**RECORDS FOR THIS EXERCISE**.

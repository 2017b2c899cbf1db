//! Per-key debounce of reload requests.
//!
//! The first request for a key opens a window; requests arriving while the
//! window is open are absorbed. When the window closes the action runs under a
//! per-key lock, so two reloads of the same key never overlap.

use std::collections::HashMap;
use std::future::Future;
use std::sync::atomic::{AtomicBool, Ordering};
use std::sync::{Arc, Mutex, PoisonError};
use std::time::Duration;

use tokio::task::JoinHandle;

use podplay_core::types::ReloadKey;

struct Pending {
    cancelled: Arc<AtomicBool>,
    handle: JoinHandle<()>,
}

#[derive(Default)]
struct Inner {
    pending: Mutex<HashMap<ReloadKey, Pending>>,
    locks: Mutex<HashMap<ReloadKey, Arc<tokio::sync::Mutex<()>>>>,
}

/// Debounces actions keyed by [`ReloadKey`].
#[derive(Clone, Default)]
pub struct Debouncer {
    inner: Arc<Inner>,
}

impl Debouncer {
    pub fn new() -> Self {
        Self::default()
    }

    /// Schedule `action` to run once `delay` has elapsed.
    ///
    /// Returns `false` when a window for `key` is already open; the request is
    /// then absorbed into it.
    pub fn schedule<F, Fut>(&self, key: ReloadKey, delay: Duration, action: F) -> bool
    where
        F: FnOnce() -> Fut + Send + 'static,
        Fut: Future<Output = ()> + Send + 'static,
    {
        let mut pending = self.lock_pending();
        if pending.contains_key(&key) {
            tracing::debug!(key = %key, "reload already pending, absorbed");
            return false;
        }

        let cancelled = Arc::new(AtomicBool::new(false));
        let handle = {
            let inner = self.inner.clone();
            let cancelled = cancelled.clone();
            let key = key.clone();
            tokio::spawn(async move {
                tokio::time::sleep(delay).await;
                {
                    let mut pending = inner
                        .pending
                        .lock()
                        .unwrap_or_else(PoisonError::into_inner);
                    if cancelled.load(Ordering::SeqCst) {
                        return;
                    }
                    pending.remove(&key);
                }
                let lock = key_lock(&inner, &key);
                let _guard = lock.lock().await;
                action().await;
            })
        };
        pending.insert(key, Pending { cancelled, handle });
        true
    }

    /// Drop the pending window for `key`, if any. A running action is left alone.
    pub fn cancel(&self, key: &ReloadKey) -> bool {
        match self.lock_pending().remove(key) {
            Some(entry) => {
                entry.cancelled.store(true, Ordering::SeqCst);
                entry.handle.abort();
                true
            }
            None => false,
        }
    }

    /// Drop every pending window. Returns how many were cancelled.
    pub fn cancel_all(&self) -> usize {
        let drained: Vec<Pending> = self.lock_pending().drain().map(|(_, p)| p).collect();
        for entry in &drained {
            entry.cancelled.store(true, Ordering::SeqCst);
            entry.handle.abort();
        }
        drained.len()
    }

    pub fn is_pending(&self, key: &ReloadKey) -> bool {
        self.lock_pending().contains_key(key)
    }

    pub fn pending_count(&self) -> usize {
        self.lock_pending().len()
    }

    fn lock_pending(&self) -> std::sync::MutexGuard<'_, HashMap<ReloadKey, Pending>> {
        self.inner
            .pending
            .lock()
            .unwrap_or_else(PoisonError::into_inner)
    }
}

fn key_lock(inner: &Inner, key: &ReloadKey) -> Arc<tokio::sync::Mutex<()>> {
    inner
        .locks
        .lock()
        .unwrap_or_else(PoisonError::into_inner)
        .entry(key.clone())
        .or_default()
        .clone()
}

**GOAL OF THE EXERCISE**. For every line in the listing above that contains "PoisonError", copy that line.

**TASK RESPONSE**.
use std::sync::{Arc, Mutex, PoisonError};
                        .unwrap_or_else(PoisonError::into_inner);
            .unwrap_or_else(PoisonError::into_inner)
        .unwrap_or_else(PoisonError::into_inner)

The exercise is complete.